Phoenix.
She was there when Drakon returned to consciousness as, suddenly and painfully, someone plunged a needle into his arm.
But as the room swam into focus around him—bare, brightly lit, with only a table between him and the interrogator’s chair—he knew it couldn’t be true. Phoenix...
Phoenix was dead. They had told him so. Brita had killed her, after he’d left her helpless. They had used that against him, as if they’d known what it would do to him.
Somehow, they had known.
“Awake, are we?” the woman’s voice said from across the table.
He blinked to clear his vision. The room was too bright for his Opir eyes, but he knew it was meant to be. He had fed from Phoenix—how long ago?—so there was little danger yet that he would starve. Not yet. But he had no doubt that they’d try that measure along with many others in order to obtain his secrets.
They must also realize he was prepared to die before he told them anything.
Phoenix.
“In case you’re wondering, it’s a new drug, recently developed in our labs,” the woman said. She had graying black hair in a short, practical style, a lined but handsome face, and wore a conservative dark suit. It was clear she was high up the chain of command, and Drakon was vaguely surprised that she would have been assigned to the second round of interrogations.

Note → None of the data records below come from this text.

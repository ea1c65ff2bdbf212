use crate::server::AppState;
use axum::body::Body;
use axum::extract::{Path, State};
use axum::http::{header, StatusCode};
use axum::response::{IntoResponse, Json, Response};
use logbus_core::session::SESSION_TTL_SECS;
use logbus_core::LogSession;
use logbus_shuttle::TailSession;
use serde_json::{json, Value};
use std::convert::Infallible;
use std::time::Duration;
use tokio::sync::mpsc;
use tokio_stream::wrappers::ReceiverStream;
use tokio_stream::StreamExt;

/// POST /log-sessions — mint a one-shot session id with a 5 minute TTL.
pub async fn create_log_session(
    State(state): State<AppState>,
    Json(session): Json<LogSession>,
) -> (StatusCode, Json<Value>) {
    if session.app.is_empty() && session.site.is_empty() {
        return (StatusCode::BAD_REQUEST, Json(json!("Malformed Request")));
    }
    let id = uuid::Uuid::new_v4().to_string();
    let ttl = Duration::from_secs(SESSION_TTL_SECS);
    if let Err(e) = state.storage.set_session(&id, session, ttl).await {
        tracing::error!(error = %e, "Failed to persist session");
        return (
            StatusCode::INTERNAL_SERVER_ERROR,
            Json(json!({"message": "Internal Server Error"})),
        );
    }
    (
        StatusCode::CREATED,
        Json(json!({
            "id": id,
            "logplex_url": format!("{}/log-sessions/{}", state.session_url, id)
        })),
    )
}

/// GET /log-sessions/:id — stream the live tail until the client
/// disconnects or the session goes silent.
pub async fn read_log_session(
    State(state): State<AppState>,
    Path(id): Path<String>,
) -> Response {
    let session = match state.storage.get_session(&id).await {
        Ok(session) => session,
        Err(e) => {
            tracing::debug!(id = %id, error = %e, "Session lookup failed");
            return StatusCode::NOT_FOUND.into_response();
        }
    };

    let tail = TailSession::new(&session);
    let (tx, rx) = mpsc::channel::<String>(64);
    let brokers = state.brokers.clone();
    tokio::spawn(async move { tail.run(&brokers, tx).await });

    let stream = ReceiverStream::new(rx).map(Ok::<String, Infallible>);
    Response::builder()
        .status(StatusCode::OK)
        .header(header::CONTENT_TYPE, "text/plain; charset=utf-8")
        .body(Body::from_stream(stream))
        .unwrap_or_else(|_| StatusCode::INTERNAL_SERVER_ERROR.into_response())
}
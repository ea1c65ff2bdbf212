use super::ParseError;
use crate::envelope::LogEnvelope;
use chrono::Utc;

/// Decode one HTTP-router access line (`k=v` tokens separated by spaces).
///
/// `hostname=` carries the routed host; its first label splits on the first
/// dash into app and space (`foo-bar.example` → app `foo`, space `bar`).
/// `source=` is URL-decoded and re-emitted as `fwd="..."`. `timestamp=` is
/// dropped. `site_domain=`, `site_path=`, and `path=` move into dedicated
/// envelope fields instead of the reformatted line.
pub fn parse_router_log(data: &[u8]) -> Result<LogEnvelope, ParseError> {
    let message = String::from_utf8_lossy(data);
    let mut app = String::new();
    let mut space = String::new();
    let mut site = String::new();
    let mut site_path = String::new();
    let mut path = String::new();
    let mut reformatted = String::new();

    for block in message.split_whitespace() {
        let Some((key, value)) = block.split_once('=') else {
            return Err(ParseError::MalformedLine);
        };
        match key {
            "hostname" => {
                let label = value.split('.').next().unwrap_or(value);
                match label.split_once('-') {
                    Some((a, s)) => {
                        app = a.to_string();
                        space = s.to_string();
                    }
                    None => {
                        app = label.to_string();
                        space = "default".to_string();
                    }
                }
            }
            "source" => {
                let trimmed = value.trim();
                let decoded = urlencoding::decode(trimmed)
                    .map(|c| c.into_owned())
                    .unwrap_or_else(|_| trimmed.to_string());
                reformatted.push_str(&format!("fwd=\"{}\" ", decoded));
            }
            "path" => path = value.to_string(),
            "site_domain" => site = value.to_string(),
            "site_path" => site_path = value.to_string(),
            "timestamp" => {}
            _ => reformatted.push_str(&format!("{}={} ", key, value)),
        }
    }

    if app.is_empty() || space.is_empty() {
        return Err(ParseError::MissingApp);
    }

    Ok(LogEnvelope {
        log: reformatted.trim_end().to_string(),
        stream: String::new(),
        time: Utc::now(),
        space: space.clone(),
        site,
        site_path,
        path,
        container_name: app,
        pod_name: "akkeris/router".to_string(),
        topic: space,
        tag: String::new(),
    })
}
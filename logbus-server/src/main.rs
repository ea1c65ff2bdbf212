// ━━━━━━━━━━━━━━━━━━━━━━━━━━━━━━━━━━━━━━━━━━━━━━━━━━━━━━━━━━━━
//  Logbus — log routing bus
//
//  Shuttle mode:  broker lanes → parsers → routing plane → drains
//  Session mode:  one-shot ids → private consumers → streamed tails
//  Storage:       Redis or Postgres (exactly one)
// ━━━━━━━━━━━━━━━━━━━━━━━━━━━━━━━━━━━━━━━━━━━━━━━━━━━━━━━━━━━━

#[global_allocator]
static GLOBAL: tikv_jemallocator::Jemalloc = tikv_jemallocator::Jemalloc;

use clap::Parser;
use logbus_admin::{session_router, shuttle_router, AppState};
use logbus_core::BusConfig;
use logbus_drains::DrainRegistry;
use logbus_observability::MetricsCollector;
use logbus_shuttle::{LogConsumer, LogProducer, Shuttle};
use logbus_store::{PostgresStorage, RedisStorage, Storage};
use std::sync::Arc;
use std::time::Duration;
use tokio::signal::unix::{signal, SignalKind};
use tracing::{info, warn};

const REFRESH_INTERVAL: Duration = Duration::from_secs(60);

#[derive(Parser, Debug)]
#[command(name = "logbus", version, about = "Logbus — log routing bus")]
struct Cli {
    /// Log level
    #[arg(long, default_value = "info")]
    log_level: String,
}

#[tokio::main]
async fn main() -> anyhow::Result<()> {
    let cli = Cli::parse();

    // ── Tracing ──
    tracing_subscriber::fmt()
        .with_env_filter(
            tracing_subscriber::EnvFilter::try_from_default_env()
                .unwrap_or_else(|_| tracing_subscriber::EnvFilter::new(&cli.log_level)),
        )
        .with_target(false)
        .init();

    info!(version = env!("CARGO_PKG_VERSION"), "Logbus starting");

    // ── Config ──
    let config = BusConfig::load()?;
    if config.brokers().is_empty() {
        anyhow::bail!("KAFKA_HOSTS must name at least one broker");
    }
    if config.is_test_mode() {
        info!("Using consumer group logbus-testing for testing purposes");
    }

    // ── Storage backend (exactly one) ──
    let storage = connect_storage(&config).await?;

    if config.is_session_mode() {
        run_session_server(config, storage).await
    } else {
        run_shuttle_server(config, storage).await
    }
}

async fn connect_storage(config: &BusConfig) -> anyhow::Result<Arc<dyn Storage>> {
    let redis = config.redis_url.as_deref().filter(|u| !u.is_empty());
    let postgres = config.postgres_url.as_deref().filter(|u| !u.is_empty());
    match (redis, postgres) {
        (Some(url), None) => Ok(Arc::new(RedisStorage::connect(url).await?)),
        (None, Some(url)) => Ok(Arc::new(PostgresStorage::connect(url).await?)),
        _ => anyhow::bail!("exactly one of REDIS_URL or POSTGRES_URL must be set"),
    }
}

async fn run_shuttle_server(config: BusConfig, storage: Arc<dyn Storage>) -> anyhow::Result<()> {
    let brokers = config.brokers();
    let group = config.consumer_group();

    let metrics = Arc::new(MetricsCollector::new()?);
    let registry = DrainRegistry::new(Arc::clone(&metrics), config.max_syslog_connections());
    let registry_tasks = registry.start();

    let producer = Arc::new(LogProducer::connect(&brokers, group)?);
    let (consumer, lanes) = LogConsumer::connect(&brokers, group)?;

    let shuttle = Shuttle::new(
        Arc::clone(&storage),
        Arc::clone(&registry),
        Arc::clone(&metrics),
        config.is_test_mode(),
    );
    shuttle.refresh_routes().await;
    let shuttle_tasks = shuttle.start(lanes);

    if config.run_istio_als() {
        // The mesh access-log ingestor runs as a separate producer process
        // publishing onto istio-access-logs; nothing to start here.
        warn!("RUN_ISTIO_ALS is set; expecting an external access-log producer");
    }

    // ── Admin HTTP surface ──
    let state = AppState {
        storage: Arc::clone(&storage),
        producer: Some(Arc::clone(&producer)),
        metrics: Arc::clone(&metrics),
        auth_key: config.auth_key.clone(),
        session_url: config.session_url.clone(),
        brokers: brokers.clone(),
    };
    let port = config.port;
    tokio::spawn(async move {
        if let Err(e) = logbus_admin::server::serve(shuttle_router(state), port).await {
            tracing::error!(error = %e, "Admin API failed");
        }
    });

    info!(
        brokers = %brokers.join(","),
        group = %group,
        port = config.port,
        "Logbus shuttle is ready"
    );

    // ── Refresh/metrics ticker until SIGINT/SIGTERM ──
    let mut tick = tokio::time::interval(REFRESH_INTERVAL);
    let mut sigterm = signal(SignalKind::terminate())?;
    loop {
        tokio::select! {
            _ = tick.tick() => {
                registry.report_metrics().await;
                shuttle.report_metrics();
                shuttle.refresh_routes().await;
                if let Err(e) = consumer.refresh() {
                    warn!(error = %e, "Topic refresh failed");
                }
            }
            _ = tokio::signal::ctrl_c() => break,
            _ = sigterm.recv() => break,
        }
    }

    info!("Shutting down, timer stopped");
    consumer.close();
    for task in shuttle_tasks {
        task.abort();
    }
    info!("Closed consumer");
    for task in registry_tasks {
        task.abort();
    }
    registry.close_all().await;
    info!("Closed drains");
    Ok(())
}

async fn run_session_server(config: BusConfig, storage: Arc<dyn Storage>) -> anyhow::Result<()> {
    info!(port = config.port, "Starting logsession");
    let metrics = Arc::new(MetricsCollector::new()?);
    let state = AppState {
        storage,
        producer: None,
        metrics,
        auth_key: config.auth_key.clone(),
        session_url: config.session_url.clone(),
        brokers: config.brokers(),
    };
    logbus_admin::server::serve(session_router(state), config.port).await
}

“Very effective,” Drakon said, his speech still a little slurred. He lifted his head. It felt as heavy as one of the pylons in the market where he, Phoenix and some of his crew had taken temporary shelter.
Was this the biological weapon meant to wipe out the Opiri, or some variation of it? If the former, he was probably already dying, though the mechanism of the pathogen remained a mystery. Perhaps they were still testing it, knowing he’d be executed, anyway.
It would be very good if he were to die, preferably as quickly as possible.
“Have you devised a method for delivering it as a projectile?” he asked.
The woman leaned back. “I believe we’re here to question you, Drakon.”
He pulled his arms against the restraints that held his hands bound together and fixed to a chain set into the floor, too weakened by the drug to make more than a token effort. “I’ve told your interrogators everything I know,” he said.
She tapped her tablet with a square fingernail, bringing up a screen he couldn’t see. “My name is Director Chan. I will be conducting the second phase of this interrogation. If you cooperate, we can finish this matter quickly, and you’ll be remanded to a reasonably comfortable cell—”
“I’ll be executed,” Drakon said.
“—or,” Chan went on, as if he hadn’t interrupted, “if you are stubborn, I’ll be sending some of my experts to deal with you.”
“Experts whose usual methods of questioning include daylight or simulators with the same effect, starvation and of course the conventional forms of torture, which cause pain to Opiri even if we’re somewhat more durable than humans,” Drakon said.
“So you are.” Chan pursed her lips. “It sounds as if you are familiar with our procedures, Drakon.”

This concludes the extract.